Skip to content

A small script for reducing false positive variant calls (VCFs) using lineage information

License

Notifications You must be signed in to change notification settings

GreshamLab/heranca

 
 

Folders and files

NameName
Last commit message
Last commit date

Latest commit

 

History

41 Commits
 
 
 
 
 
 
 
 
 
 

Repository files navigation

heranca

A small script for reducing false positive variant calls using lineage information. (v0.7)

Overview

False positive variant calls can add extra labor to the task of making sense of a genotype. This tool uses lineage information supplied from the user to identify instances where a variant breaks from the infinite site assumption (ISA) and is more likely a false positive than a real variant. By defualt this is if it occurs in three or more unrelated strains. simple_lineages

Using the figure above a candidate variant that shows up in S3, S4, and S6 is unlikely to be real as these strains lack a common ancestor that also has the same variant. Similarly, if the same variant was found in the ancestor (Anc) then it would be reasonable to assume it was likely to be real.

Additionally, heranca, will flag variants that continue a homopolymer run (default of 5 nucelotides of the same base over a window with a default size of 7).

Requirements

Heranca requires the pairwise2 package from biopython.
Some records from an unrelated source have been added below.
//! Fixed-step accumulator loop.

use rdsim_physics::SimulationEngine;
use tracing::{error, info, warn};

use crate::clock::Clock;
use crate::config::LoopConfig;
use crate::error::{RenderError, Result};
use crate::renderer::{draw_scene, Renderer};

/// Lifecycle of a [`RenderLoop`]. There is no way back to `Running`.
#[derive(Debug, Clone, Copy, PartialEq, Eq)]
pub enum LoopState {
    /// `run` has not been called.
    NotStarted,
    /// Inside `run`.
    Running,
    /// `run` returned, normally or on failure.
    Stopped,
}

/// Counters for one completed run.
#[derive(Debug, Clone, Default, PartialEq)]
pub struct LoopStats {
    /// Loop iterations (frames presented).
    pub iterations: u64,
    /// Physics steps taken.
    pub steps: u64,
    /// Physics steps skipped because the catch-up cap was hit.
    pub dropped_steps: u64,
    /// Simulated seconds (`steps * fixed_dt`).
    pub simulated_time: f64,
}

/// Drives a [`SimulationEngine`] at a fixed physics rate and renders it at
/// whatever rate the renderer manages.
///
/// Elapsed wall time is accumulated and paid out in whole `fixed_dt` steps,
/// at most `max_catch_up_steps` per iteration. When the loop falls further
/// behind, the excess is dropped rather than taking larger steps.
#[derive(Debug)]
pub struct RenderLoop {
    config: LoopConfig,
    state: LoopState,
}

impl RenderLoop {
    /// Create a loop in the `NotStarted` state.
    pub fn new(config: LoopConfig) -> Result<Self> {
        config.validate()?;
        Ok(Self {
            config,
            state: LoopState::NotStarted,
        })
    }

    /// Current lifecycle state.
    pub fn state(&self) -> LoopState {
        self.state
    }

    /// Loop configuration.
    pub fn config(&self) -> &LoopConfig {
        &self.config
    }

    /// Run until the renderer asks to close or a step or draw fails.
    ///
    /// Failures are not retried: the loop moves to `Stopped` and the error is
    /// returned.
    pub fn run<R, C>(
        &mut self,
        engine: &mut SimulationEngine,
        renderer: &mut R,
        clock: &mut C,
    ) -> Result<LoopStats>
    where
        R: Renderer + ?Sized,
        C: Clock + ?Sized,
    {
        if self.state != LoopState::NotStarted {
            return Err(RenderError::AlreadyStopped);
        }
        self.state = LoopState::Running;
        info!(fixed_dt = self.config.fixed_dt, "render loop started");

        let result = self.iterate(engine, renderer, clock);
        self.state = LoopState::Stopped;

        match &result {
            Ok(stats) => info!(
                iterations = stats.iterations,
                steps = stats.steps,
                dropped = stats.dropped_steps,
                "render loop stopped"
            ),
            Err(e) => error!(error = %e, "render loop stopped on failure"),
        }
        result
    }

    fn iterate<R, C>(
        &self,
        engine: &mut SimulationEngine,
        renderer: &mut R,
        clock: &mut C,
    ) -> Result<LoopStats>
    where
        R: Renderer + ?Sized,
        C: Clock + ?Sized,
    {
        let fixed_dt = f64::from(self.config.fixed_dt);
        let mut stats = LoopStats::default();
        let mut accumulator = 0.0f64;
        let mut previous = clock.now_seconds();

        loop {
            renderer.poll_events()?;
            if renderer.should_close() {
                break;
            }

            let now = clock.now_seconds();
            accumulator += (now - previous).clamp(0.0, self.config.max_frame_time);
            previous = now;

            let mut steps = 0;
            while accumulator >= fixed_dt && steps < self.config.max_catch_up_steps {
                engine.step(self.config.fixed_dt)?;
                accumulator -= fixed_dt;
                steps += 1;
            }
            if accumulator >= fixed_dt {
                let dropped = (accumulator / fixed_dt).floor();
                accumulator -= dropped * fixed_dt;
                stats.dropped_steps += dropped as u64;
                warn!(dropped, "physics behind real time, dropping steps");
            }
            stats.steps += u64::from(steps);

            draw_scene(engine, renderer)?;
            renderer.swap_buffers()?;
            stats.iterations += 1;
        }

        stats.simulated_time = stats.steps as f64 * fixed_dt;
        Ok(stats)
    }
}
Note for NYU Greene HPC users.

A modified main.nf file (and example config file) of Mohammed Khalfan's GATK4 nextflow script (original here) have been added to the tools directory. These have been modified for use on haploid yeast strains with two important changes:

  • gatk HaplotypeCaller --sample-ploidy 1

  • gatk VariantFiltration -filter-name "MQ_filter" -filter "MQ < 30.0"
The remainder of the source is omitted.